MATERIAL FOR THIS EXERCISE ::
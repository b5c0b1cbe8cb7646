use actix_web::web;

use crate::handlers::{login_handler, login_page, logout_handler, register_handler, register_page};

pub fn configure_routes(cfg: &mut web::ServiceConfig) {
    cfg.service(
        web::resource("/login")
            .route(web::get().to(login_page))
            .route(web::post().to(login_handler)),
    )
    .route("/logout", web::post().to(logout_handler))
    .service(
        web::resource("/register")
            .route(web::get().to(register_page))
            .route(web::post().to(register_handler)),
    );
}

DIRECTIONS FOR THIS TASK ::
The line that contains "use actix_web::web;", the final line of the listing, and every line between them are to be retyped exactly; nothing else.

FINISHED EXERCISE ::
use actix_web::web;

use crate::handlers::{login_handler, login_page, logout_handler, register_handler, register_page};

pub fn configure_routes(cfg: &mut web::ServiceConfig) {
    cfg.service(
        web::resource("/login")
            .route(web::get().to(login_page))
            .route(web::post().to(login_handler)),
    )
    .route("/logout", web::post().to(logout_handler))
    .service(
        web::resource("/register")
            .route(web::get().to(register_page))
            .route(web::post().to(register_handler)),
    );
}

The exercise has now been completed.